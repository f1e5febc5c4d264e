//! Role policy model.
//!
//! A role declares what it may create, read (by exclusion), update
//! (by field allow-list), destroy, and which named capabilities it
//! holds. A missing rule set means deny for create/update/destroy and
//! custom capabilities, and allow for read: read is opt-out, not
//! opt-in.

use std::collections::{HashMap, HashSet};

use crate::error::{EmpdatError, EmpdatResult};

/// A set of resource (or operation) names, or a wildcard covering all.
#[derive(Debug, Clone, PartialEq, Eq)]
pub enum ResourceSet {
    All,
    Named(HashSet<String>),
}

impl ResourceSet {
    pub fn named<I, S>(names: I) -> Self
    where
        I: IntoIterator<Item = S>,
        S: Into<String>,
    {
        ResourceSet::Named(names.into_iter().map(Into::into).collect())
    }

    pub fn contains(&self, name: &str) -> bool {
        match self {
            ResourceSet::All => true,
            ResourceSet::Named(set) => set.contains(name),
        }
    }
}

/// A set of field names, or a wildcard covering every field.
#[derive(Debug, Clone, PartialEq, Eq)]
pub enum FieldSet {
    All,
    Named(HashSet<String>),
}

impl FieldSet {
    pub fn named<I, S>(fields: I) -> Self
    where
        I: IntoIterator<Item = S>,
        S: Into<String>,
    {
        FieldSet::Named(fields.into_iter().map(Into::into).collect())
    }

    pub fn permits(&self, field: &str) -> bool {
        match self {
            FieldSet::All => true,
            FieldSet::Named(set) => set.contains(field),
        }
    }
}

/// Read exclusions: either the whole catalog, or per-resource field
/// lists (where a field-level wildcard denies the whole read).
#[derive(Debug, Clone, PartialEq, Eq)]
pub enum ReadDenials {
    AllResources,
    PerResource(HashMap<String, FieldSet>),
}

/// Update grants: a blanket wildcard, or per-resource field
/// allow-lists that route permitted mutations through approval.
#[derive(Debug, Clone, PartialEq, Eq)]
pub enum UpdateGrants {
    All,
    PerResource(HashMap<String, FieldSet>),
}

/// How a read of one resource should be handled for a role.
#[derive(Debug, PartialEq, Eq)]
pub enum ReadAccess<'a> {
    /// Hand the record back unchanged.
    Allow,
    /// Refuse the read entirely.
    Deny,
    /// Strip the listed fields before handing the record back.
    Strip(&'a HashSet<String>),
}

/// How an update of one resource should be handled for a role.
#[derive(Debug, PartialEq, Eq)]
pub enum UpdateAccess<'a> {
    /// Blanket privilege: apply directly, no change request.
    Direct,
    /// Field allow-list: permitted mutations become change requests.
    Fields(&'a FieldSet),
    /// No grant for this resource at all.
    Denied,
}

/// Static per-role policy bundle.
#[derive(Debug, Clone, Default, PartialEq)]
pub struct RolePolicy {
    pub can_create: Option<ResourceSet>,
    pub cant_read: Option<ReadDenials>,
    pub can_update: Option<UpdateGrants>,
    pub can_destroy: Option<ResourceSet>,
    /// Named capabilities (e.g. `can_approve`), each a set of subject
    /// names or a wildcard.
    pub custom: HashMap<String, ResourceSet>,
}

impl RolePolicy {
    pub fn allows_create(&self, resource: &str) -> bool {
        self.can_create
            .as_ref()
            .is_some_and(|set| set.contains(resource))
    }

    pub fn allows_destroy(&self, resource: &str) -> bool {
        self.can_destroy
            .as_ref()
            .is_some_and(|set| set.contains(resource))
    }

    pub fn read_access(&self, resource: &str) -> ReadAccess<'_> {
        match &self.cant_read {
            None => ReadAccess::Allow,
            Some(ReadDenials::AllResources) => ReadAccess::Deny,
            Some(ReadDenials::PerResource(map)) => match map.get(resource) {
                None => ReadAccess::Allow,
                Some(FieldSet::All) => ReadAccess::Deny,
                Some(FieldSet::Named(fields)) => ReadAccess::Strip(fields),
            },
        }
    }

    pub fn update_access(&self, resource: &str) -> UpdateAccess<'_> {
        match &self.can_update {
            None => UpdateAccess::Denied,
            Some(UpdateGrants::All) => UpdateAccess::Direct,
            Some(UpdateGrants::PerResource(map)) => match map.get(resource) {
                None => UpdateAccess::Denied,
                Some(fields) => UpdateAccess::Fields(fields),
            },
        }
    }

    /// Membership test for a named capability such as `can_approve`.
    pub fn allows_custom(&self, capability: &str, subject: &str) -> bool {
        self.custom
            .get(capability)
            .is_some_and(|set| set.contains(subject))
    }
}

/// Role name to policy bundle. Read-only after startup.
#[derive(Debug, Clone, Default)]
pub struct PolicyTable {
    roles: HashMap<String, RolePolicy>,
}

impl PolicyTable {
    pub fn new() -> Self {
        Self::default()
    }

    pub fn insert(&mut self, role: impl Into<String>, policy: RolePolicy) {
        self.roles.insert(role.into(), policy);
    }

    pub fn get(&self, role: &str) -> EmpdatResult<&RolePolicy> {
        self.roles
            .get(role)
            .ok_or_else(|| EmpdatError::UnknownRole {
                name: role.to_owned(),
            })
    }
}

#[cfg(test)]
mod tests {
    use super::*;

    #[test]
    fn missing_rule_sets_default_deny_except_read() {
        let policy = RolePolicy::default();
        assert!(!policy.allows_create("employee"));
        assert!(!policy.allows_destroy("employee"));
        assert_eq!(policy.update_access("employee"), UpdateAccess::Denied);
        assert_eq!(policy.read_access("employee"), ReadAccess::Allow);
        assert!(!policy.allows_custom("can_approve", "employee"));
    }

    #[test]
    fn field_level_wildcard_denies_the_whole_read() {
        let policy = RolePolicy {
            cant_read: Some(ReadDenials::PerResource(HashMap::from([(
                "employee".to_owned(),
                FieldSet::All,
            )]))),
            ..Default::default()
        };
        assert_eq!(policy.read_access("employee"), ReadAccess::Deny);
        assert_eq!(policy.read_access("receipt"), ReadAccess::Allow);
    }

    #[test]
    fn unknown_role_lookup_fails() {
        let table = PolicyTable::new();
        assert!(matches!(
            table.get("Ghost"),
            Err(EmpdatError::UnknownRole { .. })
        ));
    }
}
==
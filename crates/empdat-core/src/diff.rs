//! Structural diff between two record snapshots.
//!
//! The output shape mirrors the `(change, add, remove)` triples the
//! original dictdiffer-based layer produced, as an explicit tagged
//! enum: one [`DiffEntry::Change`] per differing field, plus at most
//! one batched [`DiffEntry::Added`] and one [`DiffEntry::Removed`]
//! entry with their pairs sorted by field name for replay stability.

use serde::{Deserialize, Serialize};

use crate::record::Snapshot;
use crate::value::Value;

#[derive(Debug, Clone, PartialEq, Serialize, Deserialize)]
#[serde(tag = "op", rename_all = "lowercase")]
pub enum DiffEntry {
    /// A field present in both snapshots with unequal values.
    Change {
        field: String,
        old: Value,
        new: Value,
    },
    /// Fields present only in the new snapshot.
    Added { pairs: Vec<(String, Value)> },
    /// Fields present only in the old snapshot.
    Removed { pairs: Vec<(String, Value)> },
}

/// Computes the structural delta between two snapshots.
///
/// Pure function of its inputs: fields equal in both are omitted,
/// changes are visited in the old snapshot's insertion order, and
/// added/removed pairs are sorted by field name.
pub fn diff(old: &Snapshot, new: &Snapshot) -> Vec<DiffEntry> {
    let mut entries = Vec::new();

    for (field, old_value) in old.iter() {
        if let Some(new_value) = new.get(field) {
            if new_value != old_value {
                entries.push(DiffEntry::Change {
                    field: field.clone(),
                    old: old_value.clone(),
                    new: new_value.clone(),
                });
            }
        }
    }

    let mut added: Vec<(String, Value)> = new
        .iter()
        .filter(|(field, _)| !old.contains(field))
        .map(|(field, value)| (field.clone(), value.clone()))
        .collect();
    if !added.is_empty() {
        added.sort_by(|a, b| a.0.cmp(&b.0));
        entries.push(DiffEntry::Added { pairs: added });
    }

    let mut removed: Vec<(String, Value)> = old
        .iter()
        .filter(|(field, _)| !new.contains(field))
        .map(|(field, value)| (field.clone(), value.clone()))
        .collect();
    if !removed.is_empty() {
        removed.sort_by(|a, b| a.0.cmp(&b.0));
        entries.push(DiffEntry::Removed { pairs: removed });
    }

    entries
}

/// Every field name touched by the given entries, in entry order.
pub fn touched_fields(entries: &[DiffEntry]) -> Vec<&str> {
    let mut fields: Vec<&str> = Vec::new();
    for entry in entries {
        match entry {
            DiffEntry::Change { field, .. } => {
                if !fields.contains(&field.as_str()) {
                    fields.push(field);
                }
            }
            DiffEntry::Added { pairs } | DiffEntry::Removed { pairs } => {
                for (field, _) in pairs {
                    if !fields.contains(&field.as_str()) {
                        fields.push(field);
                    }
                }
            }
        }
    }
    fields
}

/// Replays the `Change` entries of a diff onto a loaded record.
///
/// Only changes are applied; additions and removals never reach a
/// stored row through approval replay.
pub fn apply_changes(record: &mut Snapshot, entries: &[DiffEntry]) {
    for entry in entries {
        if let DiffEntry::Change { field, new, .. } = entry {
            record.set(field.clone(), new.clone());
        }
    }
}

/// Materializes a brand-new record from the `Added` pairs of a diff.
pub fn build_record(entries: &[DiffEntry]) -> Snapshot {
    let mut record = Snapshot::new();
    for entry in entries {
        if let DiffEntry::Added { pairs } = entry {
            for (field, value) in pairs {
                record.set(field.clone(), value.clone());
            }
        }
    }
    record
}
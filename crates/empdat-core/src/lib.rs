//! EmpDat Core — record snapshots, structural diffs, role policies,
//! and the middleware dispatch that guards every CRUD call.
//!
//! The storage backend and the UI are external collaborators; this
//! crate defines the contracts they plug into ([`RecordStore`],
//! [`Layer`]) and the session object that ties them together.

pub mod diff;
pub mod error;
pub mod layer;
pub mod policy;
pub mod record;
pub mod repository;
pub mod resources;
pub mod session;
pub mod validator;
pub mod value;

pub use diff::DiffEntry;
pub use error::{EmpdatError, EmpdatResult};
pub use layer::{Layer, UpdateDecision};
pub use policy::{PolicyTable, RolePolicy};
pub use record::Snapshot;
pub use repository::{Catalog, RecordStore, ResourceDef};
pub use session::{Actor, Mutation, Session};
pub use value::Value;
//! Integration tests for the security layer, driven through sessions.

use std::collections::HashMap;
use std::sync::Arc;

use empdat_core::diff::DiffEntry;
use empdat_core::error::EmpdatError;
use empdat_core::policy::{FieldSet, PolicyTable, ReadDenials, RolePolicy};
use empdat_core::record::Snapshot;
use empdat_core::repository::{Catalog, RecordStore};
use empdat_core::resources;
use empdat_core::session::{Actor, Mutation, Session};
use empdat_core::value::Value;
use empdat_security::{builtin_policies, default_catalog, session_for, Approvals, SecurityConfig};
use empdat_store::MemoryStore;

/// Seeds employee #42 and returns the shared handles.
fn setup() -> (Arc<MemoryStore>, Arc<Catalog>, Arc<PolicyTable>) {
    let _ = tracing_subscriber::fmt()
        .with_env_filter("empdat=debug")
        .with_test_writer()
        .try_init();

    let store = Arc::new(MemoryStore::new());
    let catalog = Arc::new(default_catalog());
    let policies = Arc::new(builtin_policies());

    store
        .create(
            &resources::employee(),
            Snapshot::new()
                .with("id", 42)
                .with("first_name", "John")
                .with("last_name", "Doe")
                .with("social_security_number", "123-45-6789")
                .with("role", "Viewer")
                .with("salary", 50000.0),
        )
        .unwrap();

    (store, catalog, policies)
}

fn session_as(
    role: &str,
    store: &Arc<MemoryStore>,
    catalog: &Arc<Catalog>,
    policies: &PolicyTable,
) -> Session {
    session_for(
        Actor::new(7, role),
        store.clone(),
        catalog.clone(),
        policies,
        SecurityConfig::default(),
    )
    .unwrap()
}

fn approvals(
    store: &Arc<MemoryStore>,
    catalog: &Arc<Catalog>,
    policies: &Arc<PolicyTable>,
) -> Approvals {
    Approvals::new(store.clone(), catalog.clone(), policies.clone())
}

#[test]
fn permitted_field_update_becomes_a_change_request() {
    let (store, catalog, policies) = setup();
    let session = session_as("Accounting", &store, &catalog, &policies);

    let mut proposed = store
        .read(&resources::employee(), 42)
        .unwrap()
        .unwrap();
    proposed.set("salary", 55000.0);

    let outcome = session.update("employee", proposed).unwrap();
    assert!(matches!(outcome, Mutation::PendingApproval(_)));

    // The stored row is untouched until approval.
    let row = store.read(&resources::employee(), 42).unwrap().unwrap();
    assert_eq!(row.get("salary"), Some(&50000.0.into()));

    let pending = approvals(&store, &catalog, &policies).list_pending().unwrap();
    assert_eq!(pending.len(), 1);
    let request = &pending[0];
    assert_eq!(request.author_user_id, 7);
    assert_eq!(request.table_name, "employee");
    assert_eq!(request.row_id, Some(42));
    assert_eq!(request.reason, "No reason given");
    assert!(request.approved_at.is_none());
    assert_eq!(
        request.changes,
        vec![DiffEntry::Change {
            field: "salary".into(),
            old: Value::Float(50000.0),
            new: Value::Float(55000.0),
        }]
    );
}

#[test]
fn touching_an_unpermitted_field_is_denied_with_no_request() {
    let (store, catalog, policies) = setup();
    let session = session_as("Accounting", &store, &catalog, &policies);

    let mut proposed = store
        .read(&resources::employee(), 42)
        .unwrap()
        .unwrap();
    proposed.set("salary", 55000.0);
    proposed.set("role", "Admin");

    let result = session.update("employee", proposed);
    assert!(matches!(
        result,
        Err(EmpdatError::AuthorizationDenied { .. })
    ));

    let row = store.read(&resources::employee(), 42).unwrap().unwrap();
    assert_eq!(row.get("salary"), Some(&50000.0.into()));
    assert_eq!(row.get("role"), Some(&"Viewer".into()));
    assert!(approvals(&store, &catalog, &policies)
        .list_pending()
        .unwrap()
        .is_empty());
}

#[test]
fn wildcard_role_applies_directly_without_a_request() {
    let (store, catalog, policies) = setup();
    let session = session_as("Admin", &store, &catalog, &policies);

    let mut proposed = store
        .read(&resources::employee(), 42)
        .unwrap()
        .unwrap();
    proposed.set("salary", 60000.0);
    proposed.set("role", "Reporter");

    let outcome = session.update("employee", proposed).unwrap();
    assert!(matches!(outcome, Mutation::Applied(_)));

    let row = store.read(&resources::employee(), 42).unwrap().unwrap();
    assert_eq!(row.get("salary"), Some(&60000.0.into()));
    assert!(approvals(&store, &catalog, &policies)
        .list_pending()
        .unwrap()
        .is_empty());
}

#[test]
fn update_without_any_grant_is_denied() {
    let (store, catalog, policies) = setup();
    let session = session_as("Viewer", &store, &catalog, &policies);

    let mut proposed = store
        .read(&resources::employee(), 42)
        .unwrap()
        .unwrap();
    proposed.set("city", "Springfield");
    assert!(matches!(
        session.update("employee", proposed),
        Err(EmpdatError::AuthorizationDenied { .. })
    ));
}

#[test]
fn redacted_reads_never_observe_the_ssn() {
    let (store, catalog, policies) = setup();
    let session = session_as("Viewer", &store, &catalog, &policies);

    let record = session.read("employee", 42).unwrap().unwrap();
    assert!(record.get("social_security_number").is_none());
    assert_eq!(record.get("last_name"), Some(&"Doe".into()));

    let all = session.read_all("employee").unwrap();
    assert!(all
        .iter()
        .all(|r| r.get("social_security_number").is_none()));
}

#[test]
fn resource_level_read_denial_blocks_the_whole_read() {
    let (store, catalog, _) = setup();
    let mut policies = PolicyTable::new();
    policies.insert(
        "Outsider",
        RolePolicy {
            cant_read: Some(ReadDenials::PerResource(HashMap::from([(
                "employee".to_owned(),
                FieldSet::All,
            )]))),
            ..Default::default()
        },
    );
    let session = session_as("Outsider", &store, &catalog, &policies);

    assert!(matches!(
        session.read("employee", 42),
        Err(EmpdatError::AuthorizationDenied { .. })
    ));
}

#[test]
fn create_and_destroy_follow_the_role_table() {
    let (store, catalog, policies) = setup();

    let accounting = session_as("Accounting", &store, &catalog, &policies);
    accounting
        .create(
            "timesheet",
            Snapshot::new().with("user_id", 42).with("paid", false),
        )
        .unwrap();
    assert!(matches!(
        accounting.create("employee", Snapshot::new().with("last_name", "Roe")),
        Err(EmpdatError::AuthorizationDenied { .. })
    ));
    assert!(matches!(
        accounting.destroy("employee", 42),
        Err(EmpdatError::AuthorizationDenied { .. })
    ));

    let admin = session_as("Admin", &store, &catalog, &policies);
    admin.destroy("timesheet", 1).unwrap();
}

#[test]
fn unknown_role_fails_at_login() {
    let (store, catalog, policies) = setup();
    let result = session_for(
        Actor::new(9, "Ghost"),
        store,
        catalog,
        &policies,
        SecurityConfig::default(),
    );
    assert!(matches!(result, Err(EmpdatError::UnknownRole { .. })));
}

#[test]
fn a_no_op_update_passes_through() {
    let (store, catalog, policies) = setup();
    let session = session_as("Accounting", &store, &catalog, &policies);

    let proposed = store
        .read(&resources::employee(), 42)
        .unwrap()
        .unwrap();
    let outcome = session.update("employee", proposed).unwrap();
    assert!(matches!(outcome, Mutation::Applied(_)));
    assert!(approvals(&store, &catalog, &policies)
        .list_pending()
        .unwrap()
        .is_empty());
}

→ What this task involves: Each line that includes the word "repository" counts once; report how many such lines the entries have, and nothing else.

→ Written reply: 4